WHAT THIS TASK INVOLVES: Below are the data; count the lines with the string "Duration" in them and give that number only.

DATA TO USE:
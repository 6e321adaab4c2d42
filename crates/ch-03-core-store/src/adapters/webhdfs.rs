//! Distributed filesystem backend over the WebHDFS REST API
//!
//! `dfs://namenode:port/root` maps to
//! `http://namenode:port/webhdfs/v1/root/<path>?op=...`.
//!
//! | Operation | Request |
//! |-----------|---------|
//! | read | `GET op=OPEN` (redirect to a datanode followed) |
//! | write | `PUT op=CREATE` without following the redirect, then `PUT` body to `Location` |
//! | mkdirs | `PUT op=MKDIRS` |
//! | exists | `GET op=GETFILESTATUS` |
//! | delete | `DELETE op=DELETE&recursive=true` |
//! | list | `GET op=LISTSTATUS` |
//! | capacity | `GET op=GETCONTENTSUMMARY` on the root (space quota) |

use std::time::Duration;

use async_trait::async_trait;
use reqwest::{redirect::Policy, Client, StatusCode};
use serde::Deserialize;
use tracing::debug;

use crate::domain::StoreScheme;
use crate::error::{StoreError, StoreResult};
use crate::ports::{Capacity, StoreFs};

const REQUEST_TIMEOUT: Duration = Duration::from_secs(30);
const CONNECT_TIMEOUT: Duration = Duration::from_secs(5);

#[derive(Debug, Deserialize)]
struct BooleanResponse {
    boolean: bool,
}

#[derive(Debug, Deserialize)]
#[serde(rename_all = "PascalCase")]
struct ListStatusResponse {
    file_statuses: FileStatuses,
}

#[derive(Debug, Deserialize)]
#[serde(rename_all = "PascalCase")]
struct FileStatuses {
    file_status: Vec<FileStatus>,
}

#[derive(Debug, Deserialize)]
#[serde(rename_all = "camelCase")]
struct FileStatus {
    path_suffix: String,
}

#[derive(Debug, Deserialize)]
#[serde(rename_all = "PascalCase")]
struct ContentSummaryResponse {
    content_summary: ContentSummary,
}

#[derive(Debug, Deserialize)]
#[serde(rename_all = "camelCase")]
struct ContentSummary {
    space_consumed: i64,
    space_quota: i64,
}

/// WebHDFS-backed store filesystem.
#[derive(Debug, Clone)]
pub struct WebHdfsStoreFs {
    /// Follows redirects (reads).
    client: Client,
    /// Does not follow redirects (two-step create).
    no_redirect: Client,
    host: String,
    port: u16,
    root: String,
    user: Option<String>,
}

impl WebHdfsStoreFs {
    pub fn new(host: impl Into<String>, port: u16, root: impl Into<String>) -> StoreResult<Self> {
        let host = host.into();
        let build = |policy: Policy| {
            Client::builder()
                .timeout(REQUEST_TIMEOUT)
                .connect_timeout(CONNECT_TIMEOUT)
                .redirect(policy)
                .build()
                .map_err(|e| StoreError::remote(format!("dfs://{host}:{port}"), e.to_string()))
        };
        Ok(Self {
            client: build(Policy::limited(10))?,
            no_redirect: build(Policy::none())?,
            host,
            port,
            root: root.into().trim_end_matches('/').to_string(),
            user: None,
        })
    }

    /// Act as this HDFS user (`user.name` query parameter).
    #[must_use]
    pub fn with_user(mut self, user: impl Into<String>) -> Self {
        self.user = Some(user.into());
        self
    }

    /// REST URL for `path` under the root with the given operation.
    pub fn url(&self, path: &str, op: &str) -> String {
        let mut full = self.root.clone();
        for segment in path.split('/').filter(|s| !s.is_empty()) {
            full.push('/');
            full.push_str(segment);
        }
        if full.is_empty() {
            full.push('/');
        }
        let mut url = format!(
            "http://{}:{}/webhdfs/v1{}?op={}",
            self.host, self.port, full, op
        );
        if let Some(user) = &self.user {
            url.push_str("&user.name=");
            url.push_str(user);
        }
        url
    }

    async fn expect_ok(url: &str, response: reqwest::Response) -> StoreResult<reqwest::Response> {
        let status = response.status();
        if status.is_success() {
            return Ok(response);
        }
        let body = response.text().await.unwrap_or_default();
        Err(StoreError::remote(url, format!("HTTP {status}: {body}")))
    }

    fn send_err(url: &str) -> impl FnOnce(reqwest::Error) -> StoreError + '_ {
        move |e| StoreError::remote(url, e.to_string())
    }
}

#[async_trait]
impl StoreFs for WebHdfsStoreFs {
    fn scheme(&self) -> StoreScheme {
        StoreScheme::Distributed
    }

    fn location(&self) -> String {
        format!("dfs://{}:{}{}", self.host, self.port, self.root)
    }

    async fn read(&self, path: &str) -> StoreResult<Option<Vec<u8>>> {
        let url = self.url(path, "OPEN");
        let response = self
            .client
            .get(&url)
            .send()
            .await
            .map_err(Self::send_err(&url))?;
        if response.status() == StatusCode::NOT_FOUND {
            return Ok(None);
        }
        let response = Self::expect_ok(&url, response).await?;
        let bytes = response.bytes().await.map_err(Self::send_err(&url))?;
        Ok(Some(bytes.to_vec()))
    }

    async fn write(&self, path: &str, bytes: &[u8]) -> StoreResult<()> {
        let url = self.url(path, "CREATE&overwrite=true");
        let response = self
            .no_redirect
            .put(&url)
            .send()
            .await
            .map_err(Self::send_err(&url))?;

        let location = if response.status().is_redirection() {
            response
                .headers()
                .get(reqwest::header::LOCATION)
                .and_then(|v| v.to_str().ok())
                .map(str::to_string)
                .ok_or_else(|| StoreError::remote(&url, "redirect without Location"))?
        } else {
            // Some gateways accept the body on the first request.
            Self::expect_ok(&url, response).await?;
            url.clone()
        };

        debug!(target_url = %location, "[ch-03] DFS create");
        let response = self
            .no_redirect
            .put(&location)
            .body(bytes.to_vec())
            .send()
            .await
            .map_err(Self::send_err(&location))?;
        Self::expect_ok(&location, response).await.map(|_| ())
    }

    async fn mkdirs(&self, path: &str) -> StoreResult<()> {
        let url = self.url(path, "MKDIRS");
        let response = self
            .client
            .put(&url)
            .send()
            .await
            .map_err(Self::send_err(&url))?;
        let parsed: BooleanResponse = Self::expect_ok(&url, response)
            .await?
            .json()
            .await
            .map_err(Self::send_err(&url))?;
        if parsed.boolean {
            Ok(())
        } else {
            Err(StoreError::remote(url, "MKDIRS returned false"))
        }
    }

    async fn exists(&self, path: &str) -> StoreResult<bool> {
        let url = self.url(path, "GETFILESTATUS");
        let response = self
            .client
            .get(&url)
            .send()
            .await
            .map_err(Self::send_err(&url))?;
        if response.status() == StatusCode::NOT_FOUND {
            return Ok(false);
        }
        Self::expect_ok(&url, response).await.map(|_| true)
    }

    async fn delete(&self, path: &str) -> StoreResult<bool> {
        let url = self.url(path, "DELETE&recursive=true");
        let response = self
            .client
            .delete(&url)
            .send()
            .await
            .map_err(Self::send_err(&url))?;
        let parsed: BooleanResponse = Self::expect_ok(&url, response)
            .await?
            .json()
            .await
            .map_err(Self::send_err(&url))?;
        Ok(parsed.boolean)
    }

    async fn list(&self, path: &str) -> StoreResult<Vec<String>> {
        let url = self.url(path, "LISTSTATUS");
        let response = self
            .client
            .get(&url)
            .send()
            .await
            .map_err(Self::send_err(&url))?;
        if response.status() == StatusCode::NOT_FOUND {
            return Ok(Vec::new());
        }
        let parsed: ListStatusResponse = Self::expect_ok(&url, response)
            .await?
            .json()
            .await
            .map_err(Self::send_err(&url))?;
        let mut names: Vec<String> = parsed
            .file_statuses
            .file_status
            .into_iter()
            .map(|s| s.path_suffix)
            .collect();
        names.sort();
        Ok(names)
    }

    async fn capacity(&self) -> StoreResult<Capacity> {
        let url = self.url("", "GETCONTENTSUMMARY");
        let response = self
            .client
            .get(&url)
            .send()
            .await
            .map_err(Self::send_err(&url))?;
        let parsed: ContentSummaryResponse = Self::expect_ok(&url, response)
            .await?
            .json()
            .await
            .map_err(Self::send_err(&url))?;
        Ok(capacity_from_summary(&parsed.content_summary))
    }
}

/// A negative quota means unlimited; report `u64::MAX` as the total.
fn capacity_from_summary(summary: &ContentSummary) -> Capacity {
    let consumed = u64::try_from(summary.space_consumed).unwrap_or(0);
    let total = u64::try_from(summary.space_quota).unwrap_or(u64::MAX);
    let remaining = total.saturating_sub(consumed);
    Capacity {
        total,
        usable: remaining,
        free: remaining,
    }
}

#[cfg(test)]
mod tests {
    use super::*;
    use std::collections::HashMap;
    use std::sync::Arc;

    use axum::body::Bytes;
    use axum::extract::{Path, Query, State};
    use axum::http::{HeaderMap, StatusCode as AxStatus};
    use axum::response::{IntoResponse, Response};
    use axum::routing::any;
    use axum::Router;
    use parking_lot::Mutex;

    #[test]
    fn test_url_building() {
        let fs = WebHdfsStoreFs::new("nn", 9870, "/cores/").unwrap().with_user("hdfs");
        assert_eq!(
            fs.url("users/bob/profile.xml", "OPEN"),
            "http://nn:9870/webhdfs/v1/cores/users/bob/profile.xml?op=OPEN&user.name=hdfs"
        );
        let bare = WebHdfsStoreFs::new("nn", 9870, "").unwrap();
        assert_eq!(bare.url("", "GETCONTENTSUMMARY"), "http://nn:9870/webhdfs/v1/?op=GETCONTENTSUMMARY");
    }

    #[test]
    fn test_unlimited_quota() {
        let cap = capacity_from_summary(&ContentSummary {
            space_consumed: 100,
            space_quota: -1,
        });
        assert_eq!(cap.total, u64::MAX);
        assert_eq!(cap.usable, u64::MAX - 100);
    }

    type Files = Arc<Mutex<HashMap<String, Vec<u8>>>>;

    #[derive(Clone)]
    struct Fake {
        files: Files,
        base: String,
    }

    /// Minimal namenode: two-step CREATE, OPEN, GETFILESTATUS.
    async fn namenode(
        State(fake): State<Fake>,
        Path(path): Path<String>,
        Query(query): Query<HashMap<String, String>>,
        method: axum::http::Method,
        body: Bytes,
    ) -> Response {
        let key = format!("/{path}");
        let op = query.get("op").cloned().unwrap_or_default();
        match (method.as_str(), op.as_str()) {
            ("PUT", "CREATE") if query.contains_key("datanode") => {
                fake.files.lock().insert(key, body.to_vec());
                AxStatus::CREATED.into_response()
            }
            ("PUT", "CREATE") => {
                let mut headers = HeaderMap::new();
                let location = format!("{}/webhdfs/v1{key}?op=CREATE&datanode=true", fake.base);
                headers.insert("location", location.parse().unwrap());
                (AxStatus::TEMPORARY_REDIRECT, headers).into_response()
            }
            ("GET", "OPEN") => match fake.files.lock().get(&key) {
                Some(bytes) => bytes.clone().into_response(),
                None => AxStatus::NOT_FOUND.into_response(),
            },
            ("GET", "GETFILESTATUS") => {
                if fake.files.lock().contains_key(&key) {
                    AxStatus::OK.into_response()
                } else {
                    AxStatus::NOT_FOUND.into_response()
                }
            }
            _ => AxStatus::BAD_REQUEST.into_response(),
        }
    }

    #[tokio::test]
    async fn test_two_step_create_then_open() {
        let listener = tokio::net::TcpListener::bind("127.0.0.1:0").await.unwrap();
        let addr = listener.local_addr().unwrap();
        let fake = Fake {
            files: Arc::new(Mutex::new(HashMap::new())),
            base: format!("http://{addr}"),
        };
        let app = Router::new()
            .route("/webhdfs/v1/*path", any(namenode))
            .with_state(fake.clone());
        tokio::spawn(async move {
            let _ = axum::serve(listener, app).await;
        });

        let fs = WebHdfsStoreFs::new("127.0.0.1", addr.port(), "/store").unwrap();
        assert_eq!(fs.read("settings.xml").await.unwrap(), None);
        assert!(!fs.exists("settings.xml").await.unwrap());

        fs.write("settings.xml", b"<lst/>").await.unwrap();
        assert!(fake.files.lock().contains_key("/store/settings.xml"));
        assert_eq!(
            fs.read("settings.xml").await.unwrap(),
            Some(b"<lst/>".to_vec())
        );
        assert!(fs.exists("settings.xml").await.unwrap());
    }
}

ANSWER BOX: 3